NOTE: This article was published in the June 15, 2009 edition of Barron’s magazine, released in electronic form on the Web on June 13, 2009.
Politicians are irritating under the best of circumstances, but they are downright dangerous some of the time. How can they profess to have been shocked or surprised by the collapse of the real-estate bubble?
There was nothing secret about the dangerous direction that mortgage lending was taking a few years ago. It was a topic discussed widely in the financial press from all perspectives, including those who hit the nail right on the head. It wasn’t just Nouriel Roubini, Peter Schiff and others who were ignored. Even someone as respected as Robert Shiller could get little more than passing notice when he published the second edition of Irrational Exuberance in 2005. In it, he spelled out the dangers for the real-estate market in the same clear terms that he had used earlier, when warning of the stock-market bubble.
The taxpayers provide members of Congress with substantial budgets to hire several thousand well-qualified staff for their offices and their many committees and subcommittees. Many staffers have training in economics, finance, banking and related fields. They are faithful readers of Barron’s, The Wall Street Journal and other financial and investment publications. They read the warnings. Indeed, probably a good number bought copies of Irrational Exuberance when it first came out.
Why did presidents and Congress fail to warn taxpayers of the dangers? Where were the congressional investigations-when they might have done some good? Why didn’t politicians use the threat of regulation to straighten things out when that was still possible?
When you are a politician, you don’t rain on your constituents’ parade, even if they are marching toward a cliff. You don’t tell them that their dreams of an easy life and an easy retirement are based on fantasy, not fact.
That is why you aren’t hearing much now about the next bubble that’s going to burst – the Retirement Bubble.
It should be no surprise. We know that people are retiring as early as they can. We know they are living longer than ever. We know medical science is hard at work, looking for ways to increase our lifespans. With disciplines such as genetic engineering maturing, we can expect more such bounty for the rest of our ever-lengthening lives.
So someone needs to speak clearly to the tens of millions of people, particularly in North America and Europe, who are moving toward retirement right now. How about this:
“If you think you can retire and live for 30 or more years off the productivity of others, you are in for a terrible surprise and a great deal of pain. You haven’t earned a nonproductive retirement, nor have you ‘paid your dues.’ When you wake up to this in two, five or 10 years and realize that you are in big trouble, you will not only be in pain, you will dump that pain on all the rest of us who aren’t retired. Don’t expect us to be sympathetic for long. There are simply too many of you, and your demands will far exceed our willingness to sacrifice. And, no, we won’t want to hire you. You will have been out of touch for too long. The world moves on. Sorry. Lots of luck.”
If this sounds too brutal, it is better to be brutal now than to watch suffering later.
There are retirement planners who are warning people of future trouble. Much has been written about the baby boomers’ arriving at retirement age with insufficient funds. But most advisors are too gentle and considerate to force wannabe retirees to do the math before they jump into retirement.
Why isn’t anyone pointing out how soon the Retirement Bubble is bursting? Future retirees aren’t just gambling with bonds or stock. They are gambling with their lives.
There are few events in life that are fuller of emotion than retirement. Only marriage and the birth or death of a child can match it.
People on the edge of retirement are trying to work out the balance between their dreams and their resources. Many are emotionally attached to the dream of retirement. Rightly or wrongly, they believe they have a right to retire and they aren’t happy to hear otherwise.
What kind of advice do they need to hear? The worst thing is just tell them to keep on working. That dog won’t hunt.

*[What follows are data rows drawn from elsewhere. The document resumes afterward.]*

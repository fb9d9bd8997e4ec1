// SPDX-License-Identifier: MIT OR Apache-2.0
//! Health probes gating benchmark participation.

use crate::config::AgentEndpoint;
use std::collections::HashMap;
use std::time::Duration;
use tracing::info;

/// Probe one health endpoint; any 200 within the timeout counts.
pub async fn check_health(client: &reqwest::Client, url: &str, timeout: Duration) -> bool {
    match client.get(url).timeout(timeout).send().await {
        Ok(response) => response.status().is_success(),
        Err(_) => false,
    }
}

/// Probe every agent, checking each port once (multi-model agents share a
/// process). Returns the agents that answered healthy, in table order.
pub async fn healthy_agents(
    client: &reqwest::Client,
    agents: &[AgentEndpoint],
    timeout: Duration,
) -> Vec<AgentEndpoint> {
    let mut port_status: HashMap<u16, bool> = HashMap::new();
    let mut healthy = Vec::new();

    for agent in agents {
        let ok = match port_status.get(&agent.port) {
            Some(ok) => *ok,
            None => {
                let ok = check_health(client, &agent.health, timeout).await;
                port_status.insert(agent.port, ok);
                ok
            }
        };
        if ok {
            info!(agent = %agent.name, port = agent.port, "healthy");
            healthy.push(agent.clone());
        } else {
            info!(agent = %agent.name, port = agent.port, "not reachable");
        }
    }

    healthy
}
// SPDX-License-Identifier: MIT OR Apache-2.0
//! agb-bench
//!
//! The benchmark driver: given an agent endpoint table and a prompt table,
//! it health-gates the fleet, runs every (agent × prompt × repetition)
//! combination concurrently, measures latency checkpoints while streaming,
//! and persists immutable per-test artifacts for the aggregator and the
//! replay utility.
#![deny(unsafe_code)]
#![warn(missing_docs)]

pub mod artifact;
pub mod config;
pub mod driver;
pub mod metrics;
pub mod probe;

pub use config::{AgentEndpoint, BenchConfig, PricingTable, PromptKind, PromptSpec};
pub use driver::{Driver, RunReport};
pub use metrics::TestMetrics;
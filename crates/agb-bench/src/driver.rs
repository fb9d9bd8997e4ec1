// SPDX-License-Identifier: MIT OR Apache-2.0
//! Suite execution.
//!
//! One repetition launches every (agent × prompt) pair as a concurrent
//! task and waits for all of them before the next repetition starts. A
//! failed or timed-out test is recorded and persisted like any other;
//! nothing aborts the suite except zero healthy agents at the gate.

use crate::artifact;
use crate::config::{AgentEndpoint, BenchConfig, PromptKind, PromptSpec};
use crate::metrics::TestMetrics;
use crate::probe;
use agb_codec::FrameDecoder;
use anyhow::{Context, bail};
use futures::StreamExt;
use serde_json::{Value, json};
use std::collections::BTreeMap;
use std::path::PathBuf;
use std::sync::Arc;
use std::time::{Duration, Instant};
use tokio::task::JoinSet;
use tracing::{info, warn};

/// Outcome of a whole benchmark run.
#[derive(Debug)]
pub struct RunReport {
    /// Timestamped artifact directory.
    pub run_dir: PathBuf,
    /// Run directory timestamp.
    pub timestamp: String,
    /// Collected metrics per agent, in completion order per agent.
    pub metrics: BTreeMap<String, Vec<TestMetrics>>,
}

/// The benchmark driver.
pub struct Driver {
    config: Arc<BenchConfig>,
    client: reqwest::Client,
}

People considering retirement may be willing, however, to try another route. They should employ a variation on an old idea – the sabbatical. A university sabbatical allows professors the freedom to expand their knowledge without the constraints of the daily grind, yet prepares them to return to productive work.
A “life sabbatical” could do the same for those considering retirement. Here is the advice they should hear:
“When you retire, consider it a three-year sabbatical. Do what you want to do, when you want to do it. But keep your eyes open for something that interests you, where you can earn some income. Look for something you enjoy, something that really pleases you. When your sabbatical is over, you should have found a new line of work that will help you enjoy the rest of your life and pay for whatever makes it comfortable. You may earn less income than before, but the purpose is to supplement your retirement funds, prevent total dependency on others for your income, and keep you growing. Then you can share your happiness with the rest of us, not your pain. Take full retirement only when you must, when you can no longer be productive.”
A retiree who has run out of money and has no idea what to do about it is one of the saddest people you will ever meet, and one of the most difficult to help. The three-year sabbatical can turn a threat into an opportunity.